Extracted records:
****************

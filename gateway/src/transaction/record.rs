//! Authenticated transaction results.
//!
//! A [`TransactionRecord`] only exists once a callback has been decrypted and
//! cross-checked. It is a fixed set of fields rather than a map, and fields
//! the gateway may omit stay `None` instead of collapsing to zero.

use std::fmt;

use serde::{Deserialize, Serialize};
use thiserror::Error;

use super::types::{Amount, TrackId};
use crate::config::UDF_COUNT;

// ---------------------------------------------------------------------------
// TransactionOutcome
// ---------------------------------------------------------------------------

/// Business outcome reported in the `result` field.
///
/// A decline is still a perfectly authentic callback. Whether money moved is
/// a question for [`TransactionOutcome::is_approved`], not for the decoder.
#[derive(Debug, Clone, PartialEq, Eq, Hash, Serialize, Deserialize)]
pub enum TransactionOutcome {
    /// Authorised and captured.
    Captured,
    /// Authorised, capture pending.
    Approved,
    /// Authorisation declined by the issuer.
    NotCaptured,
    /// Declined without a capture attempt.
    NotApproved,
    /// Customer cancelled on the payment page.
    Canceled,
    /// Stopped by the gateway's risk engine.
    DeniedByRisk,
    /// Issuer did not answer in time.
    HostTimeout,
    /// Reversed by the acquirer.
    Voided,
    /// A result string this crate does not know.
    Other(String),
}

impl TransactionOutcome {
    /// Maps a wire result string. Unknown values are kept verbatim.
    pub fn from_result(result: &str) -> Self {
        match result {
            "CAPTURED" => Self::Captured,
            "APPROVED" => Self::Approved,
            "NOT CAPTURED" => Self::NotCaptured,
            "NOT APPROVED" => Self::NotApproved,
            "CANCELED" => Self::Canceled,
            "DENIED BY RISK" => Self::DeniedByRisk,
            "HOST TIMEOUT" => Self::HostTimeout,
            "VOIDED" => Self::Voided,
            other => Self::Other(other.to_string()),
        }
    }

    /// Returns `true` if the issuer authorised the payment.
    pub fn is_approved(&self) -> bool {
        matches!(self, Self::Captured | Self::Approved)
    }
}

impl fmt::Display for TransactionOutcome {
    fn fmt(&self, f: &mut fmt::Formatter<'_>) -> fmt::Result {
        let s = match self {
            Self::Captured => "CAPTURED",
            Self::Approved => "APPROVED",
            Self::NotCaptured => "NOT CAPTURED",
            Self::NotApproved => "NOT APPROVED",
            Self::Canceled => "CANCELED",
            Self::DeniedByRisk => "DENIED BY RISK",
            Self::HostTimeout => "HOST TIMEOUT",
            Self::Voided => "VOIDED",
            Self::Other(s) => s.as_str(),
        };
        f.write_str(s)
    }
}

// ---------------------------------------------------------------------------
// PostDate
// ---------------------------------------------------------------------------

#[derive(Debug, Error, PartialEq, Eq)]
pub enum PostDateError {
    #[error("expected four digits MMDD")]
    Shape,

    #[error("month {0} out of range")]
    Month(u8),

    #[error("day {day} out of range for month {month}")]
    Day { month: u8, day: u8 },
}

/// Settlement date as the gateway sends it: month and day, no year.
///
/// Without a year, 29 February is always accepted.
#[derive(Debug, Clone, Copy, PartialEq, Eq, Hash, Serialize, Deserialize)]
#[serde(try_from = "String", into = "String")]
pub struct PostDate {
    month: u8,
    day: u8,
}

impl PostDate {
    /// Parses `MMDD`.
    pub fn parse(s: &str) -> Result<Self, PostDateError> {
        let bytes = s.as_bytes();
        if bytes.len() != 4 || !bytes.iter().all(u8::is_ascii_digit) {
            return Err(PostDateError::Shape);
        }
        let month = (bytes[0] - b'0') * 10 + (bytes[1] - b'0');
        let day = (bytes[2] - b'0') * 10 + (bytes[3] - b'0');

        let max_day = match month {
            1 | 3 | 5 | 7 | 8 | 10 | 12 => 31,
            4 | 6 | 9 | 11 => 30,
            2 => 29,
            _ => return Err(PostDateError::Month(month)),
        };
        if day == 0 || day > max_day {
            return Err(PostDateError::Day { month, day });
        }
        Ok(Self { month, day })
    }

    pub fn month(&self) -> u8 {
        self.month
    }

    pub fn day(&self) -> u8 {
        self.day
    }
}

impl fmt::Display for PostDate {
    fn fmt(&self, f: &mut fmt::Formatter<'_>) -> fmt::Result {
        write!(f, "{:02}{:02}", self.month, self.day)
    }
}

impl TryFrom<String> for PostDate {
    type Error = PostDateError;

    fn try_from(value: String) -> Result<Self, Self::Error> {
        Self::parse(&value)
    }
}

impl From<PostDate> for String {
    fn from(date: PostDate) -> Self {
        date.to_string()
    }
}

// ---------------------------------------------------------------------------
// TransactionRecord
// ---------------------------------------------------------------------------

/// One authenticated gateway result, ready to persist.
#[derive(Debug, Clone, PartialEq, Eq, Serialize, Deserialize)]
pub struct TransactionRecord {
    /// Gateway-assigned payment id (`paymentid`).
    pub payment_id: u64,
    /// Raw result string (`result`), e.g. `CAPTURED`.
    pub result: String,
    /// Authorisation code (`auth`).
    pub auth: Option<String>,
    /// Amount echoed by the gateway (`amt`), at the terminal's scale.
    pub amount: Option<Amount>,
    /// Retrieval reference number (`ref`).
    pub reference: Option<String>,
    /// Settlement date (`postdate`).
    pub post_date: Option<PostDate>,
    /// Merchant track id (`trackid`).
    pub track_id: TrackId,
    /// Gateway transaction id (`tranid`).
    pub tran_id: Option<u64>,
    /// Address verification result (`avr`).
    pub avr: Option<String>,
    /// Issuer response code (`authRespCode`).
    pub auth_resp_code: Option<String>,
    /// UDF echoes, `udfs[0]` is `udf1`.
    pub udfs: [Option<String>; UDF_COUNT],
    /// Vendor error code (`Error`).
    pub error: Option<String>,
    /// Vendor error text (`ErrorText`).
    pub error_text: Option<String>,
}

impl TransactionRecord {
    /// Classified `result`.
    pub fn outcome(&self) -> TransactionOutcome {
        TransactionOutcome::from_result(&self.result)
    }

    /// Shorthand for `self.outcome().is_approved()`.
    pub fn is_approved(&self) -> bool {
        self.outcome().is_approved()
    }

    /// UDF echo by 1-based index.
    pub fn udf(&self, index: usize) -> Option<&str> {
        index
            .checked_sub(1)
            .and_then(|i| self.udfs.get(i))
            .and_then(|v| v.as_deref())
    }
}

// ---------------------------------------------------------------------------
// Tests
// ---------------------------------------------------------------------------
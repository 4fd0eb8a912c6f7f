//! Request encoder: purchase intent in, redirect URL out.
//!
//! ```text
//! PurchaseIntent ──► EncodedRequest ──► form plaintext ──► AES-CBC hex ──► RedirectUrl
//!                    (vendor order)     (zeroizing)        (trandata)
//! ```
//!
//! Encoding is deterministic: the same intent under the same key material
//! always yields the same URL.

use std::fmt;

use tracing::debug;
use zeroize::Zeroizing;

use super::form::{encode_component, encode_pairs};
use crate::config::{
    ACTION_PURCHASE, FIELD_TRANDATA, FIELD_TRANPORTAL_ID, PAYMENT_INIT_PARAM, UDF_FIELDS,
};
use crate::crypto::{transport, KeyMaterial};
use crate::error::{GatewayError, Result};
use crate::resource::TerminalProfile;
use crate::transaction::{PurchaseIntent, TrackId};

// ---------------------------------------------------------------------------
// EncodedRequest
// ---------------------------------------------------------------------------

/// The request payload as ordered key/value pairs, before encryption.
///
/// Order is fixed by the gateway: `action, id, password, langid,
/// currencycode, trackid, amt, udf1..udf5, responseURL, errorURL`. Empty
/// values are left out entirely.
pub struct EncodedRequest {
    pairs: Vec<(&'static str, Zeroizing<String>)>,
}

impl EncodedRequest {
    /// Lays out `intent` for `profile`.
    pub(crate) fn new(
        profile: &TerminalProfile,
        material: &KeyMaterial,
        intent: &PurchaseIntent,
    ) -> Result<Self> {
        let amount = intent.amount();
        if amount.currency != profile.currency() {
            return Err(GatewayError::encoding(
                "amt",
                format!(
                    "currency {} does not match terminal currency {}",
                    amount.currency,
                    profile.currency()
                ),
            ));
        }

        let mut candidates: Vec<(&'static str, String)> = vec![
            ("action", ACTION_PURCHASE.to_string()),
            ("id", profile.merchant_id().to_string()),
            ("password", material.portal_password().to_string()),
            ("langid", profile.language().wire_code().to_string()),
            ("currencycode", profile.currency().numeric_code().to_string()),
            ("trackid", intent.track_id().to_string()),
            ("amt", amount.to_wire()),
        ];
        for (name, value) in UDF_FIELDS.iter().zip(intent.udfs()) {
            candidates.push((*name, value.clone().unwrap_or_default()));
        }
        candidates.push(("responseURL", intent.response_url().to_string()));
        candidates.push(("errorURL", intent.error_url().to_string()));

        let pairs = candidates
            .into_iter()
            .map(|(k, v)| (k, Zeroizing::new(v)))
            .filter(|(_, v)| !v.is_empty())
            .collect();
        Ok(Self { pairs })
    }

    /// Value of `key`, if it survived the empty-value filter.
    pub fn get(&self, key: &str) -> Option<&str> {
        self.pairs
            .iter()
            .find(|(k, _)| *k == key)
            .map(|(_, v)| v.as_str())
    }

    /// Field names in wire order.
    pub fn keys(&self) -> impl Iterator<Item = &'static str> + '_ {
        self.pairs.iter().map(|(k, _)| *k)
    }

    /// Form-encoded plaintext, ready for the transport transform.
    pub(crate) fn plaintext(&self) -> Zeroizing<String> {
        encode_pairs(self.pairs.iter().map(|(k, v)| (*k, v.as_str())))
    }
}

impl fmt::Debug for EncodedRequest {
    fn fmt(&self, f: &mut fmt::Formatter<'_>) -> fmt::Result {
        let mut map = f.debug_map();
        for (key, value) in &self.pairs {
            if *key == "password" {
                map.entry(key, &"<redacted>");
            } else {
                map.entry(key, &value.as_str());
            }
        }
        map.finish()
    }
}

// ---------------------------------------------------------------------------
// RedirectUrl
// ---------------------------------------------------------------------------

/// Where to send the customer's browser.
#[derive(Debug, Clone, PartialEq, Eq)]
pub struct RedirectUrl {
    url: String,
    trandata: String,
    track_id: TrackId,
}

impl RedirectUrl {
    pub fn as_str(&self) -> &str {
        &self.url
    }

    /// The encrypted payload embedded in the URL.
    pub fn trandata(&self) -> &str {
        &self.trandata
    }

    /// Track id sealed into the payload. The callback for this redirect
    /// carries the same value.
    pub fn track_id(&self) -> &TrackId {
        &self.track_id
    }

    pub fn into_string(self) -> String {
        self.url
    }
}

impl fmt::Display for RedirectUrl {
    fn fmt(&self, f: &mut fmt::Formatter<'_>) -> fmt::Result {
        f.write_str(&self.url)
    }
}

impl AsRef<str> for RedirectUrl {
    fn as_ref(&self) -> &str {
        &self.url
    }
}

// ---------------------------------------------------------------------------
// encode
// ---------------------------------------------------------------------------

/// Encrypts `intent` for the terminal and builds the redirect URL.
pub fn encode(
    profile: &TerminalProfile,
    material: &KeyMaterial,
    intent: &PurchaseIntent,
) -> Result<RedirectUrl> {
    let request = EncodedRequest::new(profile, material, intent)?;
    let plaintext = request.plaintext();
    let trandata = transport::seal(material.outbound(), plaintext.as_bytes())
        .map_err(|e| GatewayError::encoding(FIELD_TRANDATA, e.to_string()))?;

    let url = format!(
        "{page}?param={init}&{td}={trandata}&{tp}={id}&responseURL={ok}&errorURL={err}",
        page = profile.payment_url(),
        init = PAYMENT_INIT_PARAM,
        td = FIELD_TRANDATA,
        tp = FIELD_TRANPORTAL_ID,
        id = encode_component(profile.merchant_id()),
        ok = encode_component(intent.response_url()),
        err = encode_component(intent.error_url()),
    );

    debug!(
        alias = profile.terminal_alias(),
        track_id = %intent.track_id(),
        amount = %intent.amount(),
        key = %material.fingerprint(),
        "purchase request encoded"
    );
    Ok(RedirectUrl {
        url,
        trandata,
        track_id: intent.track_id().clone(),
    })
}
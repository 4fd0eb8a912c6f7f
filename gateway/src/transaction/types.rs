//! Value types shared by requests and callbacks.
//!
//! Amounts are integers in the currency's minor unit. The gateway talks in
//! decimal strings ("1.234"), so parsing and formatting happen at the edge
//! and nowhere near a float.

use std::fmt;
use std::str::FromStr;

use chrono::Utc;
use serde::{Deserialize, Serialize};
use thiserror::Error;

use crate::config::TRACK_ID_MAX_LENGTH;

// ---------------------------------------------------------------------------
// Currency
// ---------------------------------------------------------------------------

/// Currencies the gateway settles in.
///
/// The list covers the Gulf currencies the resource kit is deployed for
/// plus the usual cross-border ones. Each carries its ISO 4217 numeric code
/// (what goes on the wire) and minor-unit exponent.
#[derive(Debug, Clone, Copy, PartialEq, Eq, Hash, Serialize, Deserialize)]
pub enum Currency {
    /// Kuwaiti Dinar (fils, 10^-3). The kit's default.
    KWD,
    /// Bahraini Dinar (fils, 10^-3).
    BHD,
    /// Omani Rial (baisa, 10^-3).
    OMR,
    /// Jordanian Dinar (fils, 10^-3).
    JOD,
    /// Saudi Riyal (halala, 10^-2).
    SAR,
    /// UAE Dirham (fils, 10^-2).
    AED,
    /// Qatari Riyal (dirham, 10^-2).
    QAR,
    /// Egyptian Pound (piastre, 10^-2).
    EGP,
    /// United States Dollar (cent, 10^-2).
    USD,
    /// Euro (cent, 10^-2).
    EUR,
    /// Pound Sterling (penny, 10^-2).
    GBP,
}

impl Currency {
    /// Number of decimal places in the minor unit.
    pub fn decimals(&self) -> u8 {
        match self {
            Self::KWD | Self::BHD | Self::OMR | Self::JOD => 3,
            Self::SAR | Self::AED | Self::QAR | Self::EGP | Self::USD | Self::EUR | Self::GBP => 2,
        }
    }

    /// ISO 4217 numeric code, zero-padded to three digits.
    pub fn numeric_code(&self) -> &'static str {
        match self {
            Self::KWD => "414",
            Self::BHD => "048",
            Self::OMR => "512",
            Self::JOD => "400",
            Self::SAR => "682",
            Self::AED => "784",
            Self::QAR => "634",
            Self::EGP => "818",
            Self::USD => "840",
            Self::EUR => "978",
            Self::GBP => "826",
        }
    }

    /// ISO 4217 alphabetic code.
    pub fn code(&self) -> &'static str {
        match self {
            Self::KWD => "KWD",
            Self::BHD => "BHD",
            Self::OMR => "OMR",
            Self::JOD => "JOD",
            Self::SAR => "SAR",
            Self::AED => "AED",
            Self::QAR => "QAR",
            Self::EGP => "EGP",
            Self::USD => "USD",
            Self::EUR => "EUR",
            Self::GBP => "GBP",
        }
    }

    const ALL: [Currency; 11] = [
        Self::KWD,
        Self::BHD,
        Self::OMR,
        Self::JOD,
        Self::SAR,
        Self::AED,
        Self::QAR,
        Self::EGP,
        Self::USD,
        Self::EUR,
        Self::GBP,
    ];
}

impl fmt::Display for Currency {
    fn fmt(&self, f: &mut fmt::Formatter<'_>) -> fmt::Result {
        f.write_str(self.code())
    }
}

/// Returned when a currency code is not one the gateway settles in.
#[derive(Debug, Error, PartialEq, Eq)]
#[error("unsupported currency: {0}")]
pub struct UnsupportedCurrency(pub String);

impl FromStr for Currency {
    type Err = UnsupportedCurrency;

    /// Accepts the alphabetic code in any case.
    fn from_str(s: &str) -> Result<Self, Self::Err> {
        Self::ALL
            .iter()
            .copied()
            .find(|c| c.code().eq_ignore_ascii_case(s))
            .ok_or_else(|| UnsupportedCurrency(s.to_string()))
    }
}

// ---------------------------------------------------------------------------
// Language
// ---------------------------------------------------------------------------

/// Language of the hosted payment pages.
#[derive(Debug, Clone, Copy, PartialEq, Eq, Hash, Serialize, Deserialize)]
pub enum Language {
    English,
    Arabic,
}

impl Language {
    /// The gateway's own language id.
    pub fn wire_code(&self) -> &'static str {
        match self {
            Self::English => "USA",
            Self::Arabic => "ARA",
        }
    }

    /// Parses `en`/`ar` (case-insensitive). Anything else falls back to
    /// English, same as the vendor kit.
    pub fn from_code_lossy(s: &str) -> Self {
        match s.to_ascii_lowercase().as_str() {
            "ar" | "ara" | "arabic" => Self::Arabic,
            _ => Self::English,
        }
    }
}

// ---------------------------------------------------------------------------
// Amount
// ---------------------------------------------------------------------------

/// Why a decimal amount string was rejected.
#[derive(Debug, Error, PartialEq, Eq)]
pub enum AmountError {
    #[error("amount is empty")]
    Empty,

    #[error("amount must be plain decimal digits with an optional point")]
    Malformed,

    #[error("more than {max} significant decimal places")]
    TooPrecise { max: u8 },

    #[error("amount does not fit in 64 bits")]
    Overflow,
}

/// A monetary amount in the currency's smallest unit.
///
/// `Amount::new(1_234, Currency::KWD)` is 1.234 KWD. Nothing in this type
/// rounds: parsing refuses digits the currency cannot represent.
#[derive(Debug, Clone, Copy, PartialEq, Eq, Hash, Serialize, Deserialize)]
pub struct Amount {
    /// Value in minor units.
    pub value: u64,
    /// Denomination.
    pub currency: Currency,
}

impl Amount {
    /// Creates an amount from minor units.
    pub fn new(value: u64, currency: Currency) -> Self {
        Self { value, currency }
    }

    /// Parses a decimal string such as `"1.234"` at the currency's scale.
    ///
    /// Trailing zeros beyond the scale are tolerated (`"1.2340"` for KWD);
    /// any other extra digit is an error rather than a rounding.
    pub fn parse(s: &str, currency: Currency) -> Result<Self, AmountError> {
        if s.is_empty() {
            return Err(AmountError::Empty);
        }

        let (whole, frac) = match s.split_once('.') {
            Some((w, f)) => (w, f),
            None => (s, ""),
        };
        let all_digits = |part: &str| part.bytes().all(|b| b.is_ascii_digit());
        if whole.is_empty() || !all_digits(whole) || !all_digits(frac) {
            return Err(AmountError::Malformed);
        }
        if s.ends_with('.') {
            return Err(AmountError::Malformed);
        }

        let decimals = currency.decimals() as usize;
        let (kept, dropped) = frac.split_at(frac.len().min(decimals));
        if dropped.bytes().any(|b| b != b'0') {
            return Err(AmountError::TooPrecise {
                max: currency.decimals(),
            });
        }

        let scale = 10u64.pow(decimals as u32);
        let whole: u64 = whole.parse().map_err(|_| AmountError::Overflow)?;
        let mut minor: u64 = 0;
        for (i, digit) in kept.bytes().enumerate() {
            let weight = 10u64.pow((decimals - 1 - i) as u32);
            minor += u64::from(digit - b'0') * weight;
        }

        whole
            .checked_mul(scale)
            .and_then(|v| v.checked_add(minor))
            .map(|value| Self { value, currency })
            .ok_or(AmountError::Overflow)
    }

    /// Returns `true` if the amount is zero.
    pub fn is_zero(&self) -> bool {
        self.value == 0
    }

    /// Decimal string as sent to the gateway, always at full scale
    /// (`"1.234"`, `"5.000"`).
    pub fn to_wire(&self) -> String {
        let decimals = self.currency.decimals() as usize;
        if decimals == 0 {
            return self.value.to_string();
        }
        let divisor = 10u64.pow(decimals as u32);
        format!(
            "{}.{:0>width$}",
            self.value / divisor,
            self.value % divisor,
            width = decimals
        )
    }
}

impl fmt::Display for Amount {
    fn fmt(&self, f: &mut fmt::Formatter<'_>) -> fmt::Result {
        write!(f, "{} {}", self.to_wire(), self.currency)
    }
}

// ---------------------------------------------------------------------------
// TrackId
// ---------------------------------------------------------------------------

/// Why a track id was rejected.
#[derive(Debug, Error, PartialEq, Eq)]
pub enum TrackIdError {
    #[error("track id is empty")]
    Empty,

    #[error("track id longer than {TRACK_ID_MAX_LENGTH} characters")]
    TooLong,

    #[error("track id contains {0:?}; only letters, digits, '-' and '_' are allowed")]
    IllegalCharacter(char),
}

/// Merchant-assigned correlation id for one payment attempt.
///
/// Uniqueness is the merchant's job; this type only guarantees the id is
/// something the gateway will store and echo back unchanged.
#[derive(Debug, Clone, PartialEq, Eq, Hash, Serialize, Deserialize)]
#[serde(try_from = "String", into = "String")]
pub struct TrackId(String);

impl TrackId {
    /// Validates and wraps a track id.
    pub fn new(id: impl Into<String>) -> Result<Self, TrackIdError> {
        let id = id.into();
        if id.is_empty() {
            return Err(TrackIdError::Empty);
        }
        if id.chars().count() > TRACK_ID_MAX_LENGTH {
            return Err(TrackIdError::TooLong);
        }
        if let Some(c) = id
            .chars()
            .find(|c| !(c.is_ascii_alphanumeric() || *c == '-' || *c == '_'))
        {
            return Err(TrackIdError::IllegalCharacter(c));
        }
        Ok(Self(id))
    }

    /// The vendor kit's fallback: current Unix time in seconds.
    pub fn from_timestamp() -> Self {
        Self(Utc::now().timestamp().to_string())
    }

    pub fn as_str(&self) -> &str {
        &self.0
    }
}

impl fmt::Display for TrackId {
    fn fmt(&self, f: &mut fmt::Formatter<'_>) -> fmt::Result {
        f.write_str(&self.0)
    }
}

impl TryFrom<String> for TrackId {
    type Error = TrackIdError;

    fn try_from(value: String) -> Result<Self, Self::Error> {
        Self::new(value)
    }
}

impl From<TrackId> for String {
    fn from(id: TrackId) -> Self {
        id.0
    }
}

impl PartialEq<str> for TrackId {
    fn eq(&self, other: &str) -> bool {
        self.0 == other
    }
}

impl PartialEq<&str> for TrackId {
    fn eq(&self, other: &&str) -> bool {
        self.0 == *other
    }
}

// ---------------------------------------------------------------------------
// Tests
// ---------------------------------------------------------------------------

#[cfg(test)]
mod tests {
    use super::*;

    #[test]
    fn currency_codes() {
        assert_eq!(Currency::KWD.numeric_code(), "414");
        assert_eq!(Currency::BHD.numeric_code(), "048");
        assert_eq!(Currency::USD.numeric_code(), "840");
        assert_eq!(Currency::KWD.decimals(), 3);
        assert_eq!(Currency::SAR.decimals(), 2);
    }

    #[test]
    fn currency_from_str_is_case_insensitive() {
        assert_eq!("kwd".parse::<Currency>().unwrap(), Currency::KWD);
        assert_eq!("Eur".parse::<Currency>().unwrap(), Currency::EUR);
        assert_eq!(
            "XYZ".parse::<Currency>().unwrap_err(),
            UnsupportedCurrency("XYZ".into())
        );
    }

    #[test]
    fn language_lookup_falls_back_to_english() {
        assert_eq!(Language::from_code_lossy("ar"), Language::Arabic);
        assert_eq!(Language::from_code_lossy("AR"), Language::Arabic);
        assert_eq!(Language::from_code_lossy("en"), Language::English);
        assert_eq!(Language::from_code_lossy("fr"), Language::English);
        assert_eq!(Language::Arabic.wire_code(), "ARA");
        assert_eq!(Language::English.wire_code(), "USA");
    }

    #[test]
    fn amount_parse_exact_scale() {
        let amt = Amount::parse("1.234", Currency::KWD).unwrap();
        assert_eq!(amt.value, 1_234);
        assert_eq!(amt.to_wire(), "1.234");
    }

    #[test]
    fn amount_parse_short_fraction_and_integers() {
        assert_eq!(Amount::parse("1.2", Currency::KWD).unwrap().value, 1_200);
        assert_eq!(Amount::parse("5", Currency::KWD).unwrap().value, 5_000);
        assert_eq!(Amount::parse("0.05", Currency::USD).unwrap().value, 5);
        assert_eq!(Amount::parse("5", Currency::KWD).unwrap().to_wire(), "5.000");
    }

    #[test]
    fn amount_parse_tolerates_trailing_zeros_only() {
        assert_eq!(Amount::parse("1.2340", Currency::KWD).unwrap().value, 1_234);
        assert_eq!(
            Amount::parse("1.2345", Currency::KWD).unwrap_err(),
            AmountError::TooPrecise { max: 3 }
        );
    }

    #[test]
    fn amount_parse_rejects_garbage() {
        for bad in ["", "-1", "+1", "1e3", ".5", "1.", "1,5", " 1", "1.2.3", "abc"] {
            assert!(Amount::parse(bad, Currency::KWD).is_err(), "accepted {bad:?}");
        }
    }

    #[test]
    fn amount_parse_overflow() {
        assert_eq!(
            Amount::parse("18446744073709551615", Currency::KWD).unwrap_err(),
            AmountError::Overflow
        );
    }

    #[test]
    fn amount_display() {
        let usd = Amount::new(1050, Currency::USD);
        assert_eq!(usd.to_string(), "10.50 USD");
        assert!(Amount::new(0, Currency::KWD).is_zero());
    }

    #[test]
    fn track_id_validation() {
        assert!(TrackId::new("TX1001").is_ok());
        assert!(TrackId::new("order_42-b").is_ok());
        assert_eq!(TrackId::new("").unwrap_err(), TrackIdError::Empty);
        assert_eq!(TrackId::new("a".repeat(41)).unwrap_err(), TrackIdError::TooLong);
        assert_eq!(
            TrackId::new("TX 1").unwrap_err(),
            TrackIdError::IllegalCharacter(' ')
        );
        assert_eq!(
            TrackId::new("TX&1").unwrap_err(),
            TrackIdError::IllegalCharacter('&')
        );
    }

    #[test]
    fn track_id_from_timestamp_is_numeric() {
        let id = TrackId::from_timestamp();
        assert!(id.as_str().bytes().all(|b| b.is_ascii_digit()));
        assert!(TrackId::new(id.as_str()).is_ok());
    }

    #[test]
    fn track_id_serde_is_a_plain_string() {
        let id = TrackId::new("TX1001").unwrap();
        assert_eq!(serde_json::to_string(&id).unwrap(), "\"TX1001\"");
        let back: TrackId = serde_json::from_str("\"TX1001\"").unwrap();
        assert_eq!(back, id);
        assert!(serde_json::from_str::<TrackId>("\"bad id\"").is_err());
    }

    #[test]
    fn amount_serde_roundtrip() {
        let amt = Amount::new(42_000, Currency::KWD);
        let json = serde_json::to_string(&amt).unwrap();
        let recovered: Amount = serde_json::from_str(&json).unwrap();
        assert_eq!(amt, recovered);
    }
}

****************

Task prompt.
Throughout the data above, count the lines where the word "rejected" occurs, and report that figure alone.

Output of the task.
2